Signed inference
The concept, the rationale, and how it differs from adjacent ideas.
Signed inference = an LLM call paired with two cryptographic artifacts:
- A receipt — a structured record of what was asked and what was returned, hash-bound and timestamp-bound
- An on-chain payment — proof the call happened, settled in a programmable asset (USDC) on a public chain (Solana)
Together they let a third party verify that a specific LLM call actually happened with the parameters claimed, without trusting the agent that made the call.
Why this matters for agents specifically
For human users of an LLM, "did the model actually say that?" is rarely a load-bearing question — you can ask the model again, you can screenshot, you have context. For an autonomous agent acting on the output:
- Auditors (humans reviewing what an agent did) need to see what the model produced before the action was taken
- Other agents receiving the output as input need to verify it's not fabricated
- Smart contracts consuming agent decisions need an on-chain reference to the inference call
- The agent itself, hours or days later, needs to reconstruct its own reasoning trace from durable artifacts, not from a chat log it might lose
Without signed inference, every agent reduces to "trust this string the agent told me the model said." With it, the string is verifiable.
What signed inference is not
- It's not zero-knowledge proof of inference (ZKML). ZKML proves the model ran a specific computation with no information leakage — expensive and slow. Signed inference proves the inference happened via hash + payment, not what computation occurred inside the model.
- It's not TEE-attested inference. TEEs (Intel SGX, AMD SEV) give hardware-level attestations that the model ran in a sealed enclave; signed inference gives a software-level proof of inputs/outputs bound to an on-chain payment.

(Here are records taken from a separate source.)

//! Virtual machine for linked Kestrel images.
//!
//! The VM fetches, decodes and executes one 9-byte instruction at a time
//! against a register file and a downward-growing byte stack, until the
//! instruction pointer reaches the end of the code or a fault halts it.

#![cfg_attr(coverage_nightly, feature(coverage_attribute))]

pub mod engine;

pub use engine::{
    FuelLimits, NoopTracer, PrintTracer, Registers, RunOutcome, RuntimeError, Stack, Tracer, VM,
    VMBuilder, Value, Verbosity,
};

- It's not "decentralized inference." The model still runs in a centralized API (today, OpenRouter). Signed inference is orthogonal — you can have centralized inference with cryptographic verifiability, which is what we provide.
The lineage chart:
| Property | API key call | Signed inference | TEE-attested | ZKML |
|---|---|---|---|---|
| Caller can identify themselves | weak (key) | strong (keypair) | strong | strong |
| Audit trail | server log | receipt + on-chain payment | TEE attestation | ZK proof |
| Trust assumption | full trust in API | trust API + Solana | trust hardware | trust nothing |
| Latency overhead | 0 | ~2-5s | small | seconds-minutes |
| Cost overhead | 0 | tx fee (~$0.0001) | small | high |
| Available today | yes | yes (Solana devnet) | limited | research |
Signed inference is the earliest deployable rung of cryptographic verifiability for AI agents. ZKML and TEEs come later, on different budgets and different trust models. We start here because it ships today, on infrastructure that already exists.
Why Solana specifically
Three reasons:
- 400ms finality — settle a payment in under half a second; the wall-clock budget for "user-perceptible latency" is intact
- $0.0001 transaction fees — affordable for per-call settlement (versus Ethereum's $0.50+ which kills the model)
- Ed25519 keys — the same keypair format used everywhere else in modern crypto; agents can have one identity for signing requests and signing payments
Mainnet is on the roadmap; today is Solana devnet because the facilitator's signing key isn't in a KMS yet.